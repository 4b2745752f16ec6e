//! Entity snapshots: tasks, LRPs, cells, and the shared wire shapes.
//!
//! Every snapshot here is a value fetched at one point in time. Nothing is
//! cached; a fresh poll produces a fresh snapshot.

use chrono::{DateTime, Utc};
use converge_id::{CellId, Domain, ProcessGuid, TaskGuid};
use serde::{Deserialize, Serialize};

// =============================================================================
// Actions
// =============================================================================

/// An environment variable passed to a run action.
#[derive(Debug, Clone, PartialEq, Eq, Serialize, Deserialize)]
pub struct EnvVar {
    pub name: String,
    pub value: String,
}

/// A process to run inside the container.
#[derive(Debug, Clone, PartialEq, Eq, Serialize, Deserialize)]
pub struct RunAction {
    pub path: String,
    #[serde(default)]
    pub args: Vec<String>,
    #[serde(default)]
    pub user: String,
    #[serde(default)]
    pub env: Vec<EnvVar>,
}

impl RunAction {
    /// Runs `script` under `sh -c` as root.
    pub fn shell(script: impl Into<String>) -> Self {
        Self {
            path: "sh".to_string(),
            args: vec!["-c".to_string(), script.into()],
            user: "root".to_string(),
            env: Vec::new(),
        }
    }

    /// Returns the script passed to `sh -c`, if this is a shell action.
    pub fn script(&self) -> Option<&str> {
        match self.args.as_slice() {
            [flag, script] if flag == "-c" => Some(script.as_str()),
            _ => None,
        }
    }
}

// =============================================================================
// Tasks
// =============================================================================

/// Task lifecycle state.
#[derive(Debug, Clone, Copy, PartialEq, Eq, Hash, Serialize, Deserialize)]
#[serde(rename_all = "snake_case")]
pub enum TaskState {
    Pending,
    Running,
    Completed,
    Resolving,
}

impl std::fmt::Display for TaskState {
    fn fmt(&self, f: &mut std::fmt::Formatter<'_>) -> std::fmt::Result {
        let s = match self {
            TaskState::Pending => "pending",
            TaskState::Running => "running",
            TaskState::Completed => "completed",
            TaskState::Resolving => "resolving",
        };
        f.write_str(s)
    }
}

/// The user-supplied portion of a task.
#[derive(Debug, Clone, PartialEq, Serialize, Deserialize)]
pub struct TaskDefinition {
    pub root_fs: String,
    pub action: RunAction,
    #[serde(default)]
    pub memory_mb: i32,
    #[serde(default)]
    pub disk_mb: i32,
    #[serde(default)]
    pub cpu_weight: u32,
    #[serde(default)]
    pub log_guid: String,
    #[serde(default)]
    pub annotation: String,
    #[serde(default, skip_serializing_if = "Option::is_none")]
    pub completion_callback_url: Option<String>,
    #[serde(default)]
    pub privileged: bool,
    #[serde(default)]
    pub result_file: String,
}

/// Request body for creating a task.
#[derive(Debug, Clone, PartialEq, Serialize, Deserialize)]
pub struct TaskRequest {
    pub task_guid: TaskGuid,
    pub domain: Domain,
    pub definition: TaskDefinition,
}

/// A task snapshot.
#[derive(Debug, Clone, PartialEq, Serialize, Deserialize)]
pub struct Task {
    pub task_guid: TaskGuid,
    pub domain: Domain,
    pub definition: TaskDefinition,
    pub state: TaskState,
    #[serde(default, skip_serializing_if = "Option::is_none")]
    pub cell_id: Option<CellId>,
    #[serde(default)]
    pub failed: bool,
    #[serde(default)]
    pub failure_reason: String,
    #[serde(default)]
    pub result: String,
    #[serde(default)]
    pub rejection_count: u32,
    pub created_at: DateTime<Utc>,
    pub updated_at: DateTime<Utc>,
    #[serde(default, skip_serializing_if = "Option::is_none")]
    pub first_completed_at: Option<DateTime<Utc>>,
}

// =============================================================================
// Modification tags
// =============================================================================

/// An (epoch, index) version stamp on mutable remote entities.
#[derive(Debug, Clone, PartialEq, Eq, Hash, Default, Serialize, Deserialize)]
pub struct ModificationTag {
    pub epoch: String,
    pub index: u32,
}

impl ModificationTag {
    pub fn new(epoch: impl Into<String>) -> Self {
        Self {
            epoch: epoch.into(),
            index: 0,
        }
    }

    /// Returns the tag after one more modification.
    #[must_use]
    pub fn incremented(&self) -> Self {
        Self {
            epoch: self.epoch.clone(),
            index: self.index + 1,
        }
    }

    /// Returns true if `newer` records a modification after `self`.
    ///
    /// An empty epoch on either side carries no ordering information and is
    /// treated as a successor. A different epoch means the entity was
    /// recreated.
    pub fn succeeded_by(&self, newer: &ModificationTag) -> bool {
        if self.epoch.is_empty() || newer.epoch.is_empty() {
            return true;
        }
        self.epoch != newer.epoch || self.index < newer.index
    }
}

// =============================================================================
// Desired LRPs
// =============================================================================

/// The declared specification of a long-running process.
#[derive(Debug, Clone, PartialEq, Serialize, Deserialize)]
pub struct DesiredLrp {
    pub process_guid: ProcessGuid,
    pub domain: Domain,
    pub root_fs: String,
    pub instances: i32,
    pub action: RunAction,
    #[serde(default)]
    pub memory_mb: i32,
    #[serde(default)]
    pub disk_mb: i32,
    #[serde(default)]
    pub cpu_weight: u32,
    #[serde(default)]
    pub ports: Vec<u32>,
    #[serde(default)]
    pub routes: serde_json::Map<String, serde_json::Value>,
    #[serde(default)]
    pub annotation: String,
    #[serde(default)]
    pub log_guid: String,
    #[serde(default)]
    pub start_timeout_ms: i64,
    #[serde(default)]
    pub modification_tag: ModificationTag,
}

/// A partial update to a desired LRP; `None` leaves a field unchanged.
#[derive(Debug, Clone, PartialEq, Default, Serialize, Deserialize)]
pub struct DesiredLrpUpdate {
    #[serde(default, skip_serializing_if = "Option::is_none")]
    pub instances: Option<i32>,
    #[serde(default, skip_serializing_if = "Option::is_none")]
    pub routes: Option<serde_json::Map<String, serde_json::Value>>,
    #[serde(default, skip_serializing_if = "Option::is_none")]
    pub annotation: Option<String>,
}

impl DesiredLrpUpdate {
    pub fn instances(instances: i32) -> Self {
        Self {
            instances: Some(instances),
            ..Default::default()
        }
    }

    pub fn annotation(annotation: impl Into<String>) -> Self {
        Self {
            annotation: Some(annotation.into()),
            ..Default::default()
        }
    }

    pub fn is_empty(&self) -> bool {
        self.instances.is_none() && self.routes.is_none() && self.annotation.is_none()
    }
}

// =============================================================================
// Actual LRPs
// =============================================================================

/// ActualLRP instance state.
#[derive(Debug, Clone, Copy, PartialEq, Eq, Hash, Serialize, Deserialize)]
#[serde(rename_all = "snake_case")]
pub enum ActualLrpState {
    Unclaimed,
    Claimed,
    Running,
    Crashed,
}

impl std::fmt::Display for ActualLrpState {
    fn fmt(&self, f: &mut std::fmt::Formatter<'_>) -> std::fmt::Result {
        let s = match self {
            ActualLrpState::Unclaimed => "unclaimed",
            ActualLrpState::Claimed => "claimed",
            ActualLrpState::Running => "running",
            ActualLrpState::Crashed => "crashed",
        };
        f.write_str(s)
    }
}

#[derive(Debug, Clone, PartialEq, Eq, Serialize, Deserialize)]
pub struct PortMapping {
    pub container_port: u32,
    pub host_port: u32,
}

/// Where a running instance can be reached.
#[derive(Debug, Clone, PartialEq, Eq, Default, Serialize, Deserialize)]
pub struct ActualLrpNetInfo {
    #[serde(default)]
    pub address: String,
    #[serde(default)]
    pub ports: Vec<PortMapping>,
}

/// An observed runtime instance of a desired LRP at one index.
#[derive(Debug, Clone, PartialEq, Serialize, Deserialize)]
pub struct ActualLrp {
    pub process_guid: ProcessGuid,
    pub index: i32,
    pub domain: Domain,
    #[serde(default)]
    pub instance_guid: String,
    #[serde(default, skip_serializing_if = "Option::is_none")]
    pub cell_id: Option<CellId>,
    pub state: ActualLrpState,
    #[serde(default)]
    pub crash_count: i32,
    #[serde(default)]
    pub crash_reason: String,
    #[serde(default)]
    pub placement_error: String,
    #[serde(default)]
    pub net_info: ActualLrpNetInfo,
    pub since: DateTime<Utc>,
    #[serde(default)]
    pub modification_tag: ModificationTag,
}

/// Query filter for listing actual LRPs.
#[derive(Debug, Clone, PartialEq, Eq, Default, Serialize, Deserialize)]
pub struct ActualLrpFilter {
    #[serde(default, skip_serializing_if = "Option::is_none")]
    pub domain: Option<Domain>,
    #[serde(default, skip_serializing_if = "Option::is_none")]
    pub process_guid: Option<ProcessGuid>,
    #[serde(default, skip_serializing_if = "Option::is_none")]
    pub index: Option<i32>,
}

impl ActualLrpFilter {
    pub fn process_guid(guid: &ProcessGuid) -> Self {
        Self {
            process_guid: Some(guid.clone()),
            ..Default::default()
        }
    }

    pub fn domain(domain: &Domain) -> Self {
        Self {
            domain: Some(domain.clone()),
            ..Default::default()
        }
    }

    /// Returns true if `lrp` passes every set criterion.
    pub fn admits(&self, lrp: &ActualLrp) -> bool {
        self.domain.as_ref().is_none_or(|d| *d == lrp.domain)
            && self
                .process_guid
                .as_ref()
                .is_none_or(|g| *g == lrp.process_guid)
            && self.index.is_none_or(|i| i == lrp.index)
    }
}

// =============================================================================
// Cells
// =============================================================================

#[derive(Debug, Clone, PartialEq, Eq, Serialize, Deserialize)]
pub struct CellCapacity {
    pub memory_mb: i32,
    pub disk_mb: i32,
    pub containers: i32,
}

/// A cell registered with the control plane.
#[derive(Debug, Clone, PartialEq, Eq, Serialize, Deserialize)]
pub struct CellPresence {
    pub cell_id: CellId,
    pub rep_address: String,
    #[serde(default)]
    pub zone: String,
    pub capacity: CellCapacity,
}

// =============================================================================
// Wire shapes
// =============================================================================

/// List envelope used by every collection endpoint.
#[derive(Debug, Clone, PartialEq, Serialize, Deserialize)]
pub struct ListResponse<T> {
    pub items: Vec<T>,
}

impl<T> ListResponse<T> {
    pub fn new(items: Vec<T>) -> Self {
        Self { items }
    }
}

/// Body of `PUT /v1/domains/{domain}`.
#[derive(Debug, Clone, Copy, PartialEq, Eq, Serialize, Deserialize)]
pub struct DomainUpsertRequest {
    /// Seconds until the domain expires; 0 means it never does.
    pub ttl_seconds: u64,
}

/// Typed error taxonomy shared by the control plane and its clients.
#[derive(Debug, Clone, PartialEq, Eq, Hash)]
pub enum ErrorKind {
    InvalidTask,
    InvalidDesiredLrp,
    InvalidRequest,
    ResourceExists,
    ResourceNotFound,
    InvalidStateTransition,
    Unknown(String),
}

impl ErrorKind {
    /// Returns the wire code for this kind.
    pub fn code(&self) -> &str {
        match self {
            ErrorKind::InvalidTask => "invalid_task",
            ErrorKind::InvalidDesiredLrp => "invalid_desired_lrp",
            ErrorKind::InvalidRequest => "invalid_request",
            ErrorKind::ResourceExists => "resource_exists",
            ErrorKind::ResourceNotFound => "resource_not_found",
            ErrorKind::InvalidStateTransition => "invalid_state_transition",
            ErrorKind::Unknown(code) => code.as_str(),
        }
    }

    /// Parses a wire code; unrecognized codes are preserved.
    pub fn from_code(code: &str) -> Self {
        match code {
            "invalid_task" => ErrorKind::InvalidTask,
            "invalid_desired_lrp" => ErrorKind::InvalidDesiredLrp,
            "invalid_request" => ErrorKind::InvalidRequest,
            "resource_exists" => ErrorKind::ResourceExists,
            "resource_not_found" => ErrorKind::ResourceNotFound,
            "invalid_state_transition" => ErrorKind::InvalidStateTransition,
            other => ErrorKind::Unknown(other.to_string()),
        }
    }

    /// Returns true for synchronous validation failures.
    pub fn is_validation(&self) -> bool {
        matches!(
            self,
            ErrorKind::InvalidTask | ErrorKind::InvalidDesiredLrp | ErrorKind::InvalidRequest
        )
    }
}

impl std::fmt::Display for ErrorKind {
    fn fmt(&self, f: &mut std::fmt::Formatter<'_>) -> std::fmt::Result {
        f.write_str(self.code())
    }
}

/// Error body returned with every non-2xx response.
#[derive(Debug, Clone, PartialEq, Eq, Serialize, Deserialize)]
pub struct ErrorBody {
    pub code: String,
    pub message: String,
    #[serde(default, skip_serializing_if = "Option::is_none")]
    pub field: Option<String>,
}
================
From the listing above, give the number of lines in which the word "Unknown" occurs, and nothing else.

▸ Answer area
3